Aurélie Girault a rejoint le cabinet le 12 novembre 2009. Mais elle connaît Soulez Larivière & Associés « de l’intérieur » depuis plus longtemps. Elle y a en effet réalisé six mois de stage, à la fin de son cursus à l’Ecole du Barreau de Paris, de janvier à juin 2009.
« J’ai été rapidement séduite par la cohésion de cette petite équipe fortement soudée , raconte-t-elle à propos de sa découverte du cabinet. Je m’y suis senti d’autant plus à l’aise que j’ai pu très vite y travailler sur les matières dont j’avais spontanément fait ma spécialité : le droit pénal et le droit privé. Sous la direction des associés du cabinet, j’ai préparé des interrogatoires, des audiences, effectué des démarches au Palais, des recherches juridiques. C’était très diversifié. J’apprécie l’approche du cabinet, qui me permet d’apporter mon savoir-faire au sein d’équipes différentes selon les sujets, sur des dossiers petits ou grands, dans des secteurs variés. »

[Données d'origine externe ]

use async_trait::async_trait;
use reqwest::Client;

use crate::models::{ChatCompletion, ChatCompletionRequest, ProviderConfig};
use crate::traits::CompletionApi;

/// Base URL used when no endpoint is configured
pub const DEFAULT_API_BASE: &str = "https://api.openai.com/v1";

/// OpenAI-compatible chat completion provider
pub struct OpenAIProvider {
    config: ProviderConfig,
    client: Client,
}

impl OpenAIProvider {
    /// Create a new OpenAI provider with the given configuration
    pub fn new(config: ProviderConfig) -> Self {
        let client = Client::new();
        Self { config, client }
    }

    pub fn config(&self) -> &ProviderConfig {
        &self.config
    }

    /// Full URL of the chat completions endpoint
    pub fn endpoint(&self) -> String {
        let api_base = self.config.api_base.as_deref().unwrap_or(DEFAULT_API_BASE);
        format!("{}/chat/completions", api_base.trim_end_matches('/'))
    }
}

#[async_trait]
impl CompletionApi for OpenAIProvider {
    fn name(&self) -> &str {
        "openai"
    }

    async fn chat_completion(&self, request: &ChatCompletionRequest) -> anyhow::Result<ChatCompletion> {
        let endpoint = self.endpoint();

        // Fall back to the configured model if the caller left it blank
        let mut payload = request.clone();
        if payload.model.is_empty() {
            payload.model = self.config.default_model.clone();
        }

        tracing::debug!("Making API call to {} with model {}", endpoint, payload.model);
        tracing::trace!(
            "API request payload: {}",
            serde_json::to_string(&payload).unwrap_or_else(|_| format!("{:?}", payload))
        );

        let response = self.client
            .post(&endpoint)
            .header("Authorization", format!("Bearer {}", self.config.api_key))
            .json(&payload)
            .send()
            .await?;

        let status = response.status();

        // Get the raw response text first for better error handling
        let response_text = response.text().await?;
        tracing::debug!("Raw API response ({}): {}", status, response_text);

        parse_chat_response(&response_text)
    }
}

/// Interpret the body of a `/chat/completions` response
pub fn parse_chat_response(response_text: &str) -> anyhow::Result<ChatCompletion> {
    let data = match serde_json::from_str::<serde_json::Value>(response_text) {
        Ok(json) => json,
        Err(e) => {
            tracing::error!("Failed to parse API response as JSON: {:?}", e);
            return Err(anyhow::anyhow!("API returned non-JSON response: {}", e));
        }
    };

    // Check for API errors
    if let Some(error) = data.get("error") {
        tracing::error!("API returned error: {:?}", error);
        let error_message = error
            .get("message")
            .and_then(|m| m.as_str())
            .unwrap_or("Unknown error");
        return Err(anyhow::anyhow!("API error: {}", error_message));
    }

    if data.get("choices").and_then(|c| c.as_array()).is_none() {
        tracing::error!("Response missing 'choices' array: {:?}", data);
        return Err(anyhow::anyhow!("Response missing 'choices' array"));
    }

    let completion: ChatCompletion = serde_json::from_value(data)?;
    if completion.choices.is_empty() {
        tracing::error!("API returned empty choices array");
        return Err(anyhow::anyhow!("No completions returned"));
    }

    Ok(completion)
}
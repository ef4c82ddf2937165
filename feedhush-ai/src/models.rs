use std::collections::BTreeMap;

use serde::{Deserialize, Serialize};

use crate::traits::ChatMessage;

/// Log-probabilities of the candidate tokens for one generated position,
/// keyed by token text
pub type TokenLogprobs = BTreeMap<String, f64>;

/// Configuration for an AI provider
#[derive(Debug, Clone, Serialize, Deserialize)]
pub struct ProviderConfig {
    /// Base URL for API requests
    pub api_base: Option<String>,

    /// API key for authentication
    pub api_key: String,

    /// Default model to use with this provider
    pub default_model: String,
}

/// Body of a `/chat/completions` request
#[derive(Debug, Clone, PartialEq, Serialize)]
pub struct ChatCompletionRequest {
    pub model: String,
    pub messages: Vec<ChatMessage>,

    #[serde(skip_serializing_if = "Option::is_none")]
    pub logprobs: Option<bool>,

    #[serde(skip_serializing_if = "Option::is_none")]
    pub top_logprobs: Option<u8>,
}

impl ChatCompletionRequest {
    pub fn new(model: impl Into<String>, messages: Vec<ChatMessage>) -> Self {
        Self {
            model: model.into(),
            messages,
            logprobs: None,
            top_logprobs: None,
        }
    }

    /// Ask for the `top` most likely alternatives of every generated token
    pub fn with_logprobs(mut self, top: u8) -> Self {
        self.logprobs = Some(true);
        self.top_logprobs = Some(top);
        self
    }
}

/// Parsed response of a `/chat/completions` call
#[derive(Debug, Clone, Default, PartialEq, Serialize, Deserialize)]
pub struct ChatCompletion {
    #[serde(default)]
    pub model: Option<String>,

    #[serde(default)]
    pub choices: Vec<Choice>,
}

#[derive(Debug, Clone, Default, PartialEq, Serialize, Deserialize)]
pub struct Choice {
    #[serde(default)]
    pub message: ResponseMessage,

    #[serde(default)]
    pub logprobs: Option<ChoiceLogprobs>,
}

#[derive(Debug, Clone, Default, PartialEq, Serialize, Deserialize)]
pub struct ResponseMessage {
    #[serde(default)]
    pub role: Option<String>,

    #[serde(default)]
    pub content: Option<String>,
}

/// Log-probability payload of a choice.
///
/// Chat endpoints report per-token entries under `content`; older
/// completion-style endpoints report one token→logprob map per position under
/// `top_logprobs`. Either is accepted.
#[derive(Debug, Clone, Default, PartialEq, Serialize, Deserialize)]
pub struct ChoiceLogprobs {
    #[serde(default)]
    pub content: Option<Vec<TokenLogprob>>,

    #[serde(default)]
    pub top_logprobs: Option<Vec<TokenLogprobs>>,
}

#[derive(Debug, Clone, Default, PartialEq, Serialize, Deserialize)]
pub struct TokenLogprob {
    pub token: String,
    pub logprob: f64,

    #[serde(default)]
    pub top_logprobs: Vec<TopLogprob>,
}

#[derive(Debug, Clone, Default, PartialEq, Serialize, Deserialize)]
pub struct TopLogprob {
    pub token: String,
    pub logprob: f64,
}

impl ChatCompletion {
    /// Build a completion with a single text choice
    pub fn from_text(content: impl Into<String>) -> Self {
        Self {
            model: None,
            choices: vec![Choice {
                message: ResponseMessage {
                    role: Some("assistant".to_string()),
                    content: Some(content.into()),
                },
                logprobs: None,
            }],
        }
    }

    /// Text of the first choice, if the endpoint returned one
    pub fn first_content(&self) -> Option<&str> {
        self.choices.first()?.message.content.as_deref()
    }

    /// Candidate tokens for the first generated position of the first choice
    pub fn first_token_logprobs(&self) -> Option<TokenLogprobs> {
        let logprobs = self.choices.first()?.logprobs.as_ref()?;

        if let Some(first) = logprobs.content.as_ref().and_then(|c| c.first()) {
            let mut map: TokenLogprobs = first
                .top_logprobs
                .iter()
                .map(|top| (top.token.clone(), top.logprob))
                .collect();
            // The sampled token is always a candidate even without alternatives.
            map.entry(first.token.clone()).or_insert(first.logprob);
            return Some(map);
        }

        logprobs.top_logprobs.as_ref()?.first().cloned()
    }
}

Aurélie Girault a mené des études brillantes, sur lesquelles elle ne s’étend pas : de 2002 à 2007, six « mentions Bien » jalonnent son parcours, diplômes comme mémoires, tant en droit pénal qu’en droit privé général.
De ses expériences antérieures, elle retient surtout un stage volontaire de neuf mois au sein de l’association « Le Club des Juristes », regroupement de professionnels du monde de l’entreprise, d’avocats, de magistrats et de professeurs de droit. L’un de ses principaux objectifs : favoriser les échanges entre les différents acteurs du droit, de l’entreprise et de la politique. « Avec Nicolas Molfessis qui a créé et lancé ce projet inédit, j’ai pu y aiguiser mon regard, autant sur mon métier que sur ces grands enjeux que la presse oublie, simplifie voire déforme. Nous avons constitué des dossiers, recherché des financements, mis en place un site Internet, rédigé des synthèses juridiques, élaboré des documents de communication, pris de multiples contacts et organisé les premiers « dîners-débats »... Cet épisode m’a sans conteste fait évoluer en termes relationnels, mais aussi d’autonomie. Et j’y ai acquis une certaine rigueur rédactionnelle... »
Depuis son intégration au cabinet, elle a collaboré notamment à la gestion de deux gros dossiers : une instruction ouverte pour des homicides et blessures involontaires et le procès du Concorde.